Materials and Methods:
.5 ml microcentrifuge tube
100-1000ul micropipettor and a 2-20ul micropipettor
300ul of 10% Chelex
300ul Proteinase K solution
3-5 eyebrow hairs
Thermocycler, vortex, microcentrifuge, FlashGels
.2ml tube containing Ready-To-Go PCR ® bead
20ul of TPA-25 primer/loading dye/buffer solution
microcentrifuge rack

Remove 3-5 eyebrow hairs and add them into the .5 ml microcentrifuge tube. Make sure the hairs have apparent sheaths.
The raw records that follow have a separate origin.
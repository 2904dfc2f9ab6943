use axum::http::StatusCode;
use axum::response::{IntoResponse, Response};
use axum::Json;
use serde_json::{json, Value};
use service::errors::ServiceError;
use thiserror::Error;
use tracing::error;

use crate::metrics::VALIDATION_FAILURES_TOTAL;

/// HTTP-facing error for the product routes.
///
/// Validation failures echo the submitted body; store failures never expose
/// driver messages, only a stable code.
#[derive(Debug)]
pub enum ApiError {
    InvalidId,
    NotFound,
    Validation { request_object: Value },
    StoreWrite { request_object: Value },
    Store,
}

impl ApiError {
    /// Map a service error; `request_object` is the body to echo for writes.
    pub fn from_service(e: ServiceError, request_object: Option<Value>) -> Self {
        match e {
            ServiceError::InvalidId(_) => ApiError::InvalidId,
            ServiceError::NotFound(_) => ApiError::NotFound,
            ServiceError::Validation(msg) => {
                VALIDATION_FAILURES_TOTAL.inc();
                tracing::info!(reason = %msg, "incorrect product rejected");
                ApiError::Validation { request_object: request_object.unwrap_or(Value::Null) }
            }
            ServiceError::Db(detail) => {
                error!(code = "store_failure", error = %detail, "product store operation failed");
                match request_object {
                    Some(request_object) => ApiError::StoreWrite { request_object },
                    None => ApiError::Store,
                }
            }
        }
    }
}

impl IntoResponse for ApiError {
    fn into_response(self) -> Response {
        match self {
            ApiError::InvalidId => (StatusCode::NOT_FOUND, "Id is incorrect!").into_response(),
            ApiError::NotFound => (StatusCode::NOT_FOUND, "Product not found!").into_response(),
            ApiError::Validation { request_object } => (
                StatusCode::BAD_REQUEST,
                Json(json!({"message": "Incorrect product!", "request_object": request_object})),
            )
                .into_response(),
            ApiError::StoreWrite { request_object } => (
                StatusCode::BAD_REQUEST,
                Json(json!({
                    "message": "Incorrect product!",
                    "code": "store_write_failed",
                    "request_object": request_object
                })),
            )
                .into_response(),
            ApiError::Store => (
                StatusCode::INTERNAL_SERVER_ERROR,
                Json(json!({"error": "store_failure"})),
            )
                .into_response(),
        }
    }
}

#[derive(Debug, Error)]
pub enum StartupError {
    #[error("invalid configuration: {0}")]
    InvalidConfig(String),
    #[error("document store unreachable: {0}")]
    Database(String),
    #[error(transparent)]
    Any(#[from] anyhow::Error),
}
Shake the Chelex until the beads are suspended through the solution. Quickly use the 100-1000u micropipettor set at 300ul and add the Chelex solution into the .5 ml microcentrifuge containing the eyebrow hairs. Do the same with the Proteinase K solution. Label the tube, make sure the hairs are fully submerged in the solution, and place it into the Thermocycler that will be set at 37º C. After 10 minutes, remove the tube and use the vortex mixer for 15 seconds to dislodge cells from hair shafts. Place the tube back into the Thermocycler and set to, “boil,” for 8 minutes. After the allotted 8 minutes, allow the Thermocycler cool the tube for 2 minutes. Remove the tube and vortex it for 15 seconds. Afterwards, place the tube into the microcentrifuge for 15 seconds. Make sure the...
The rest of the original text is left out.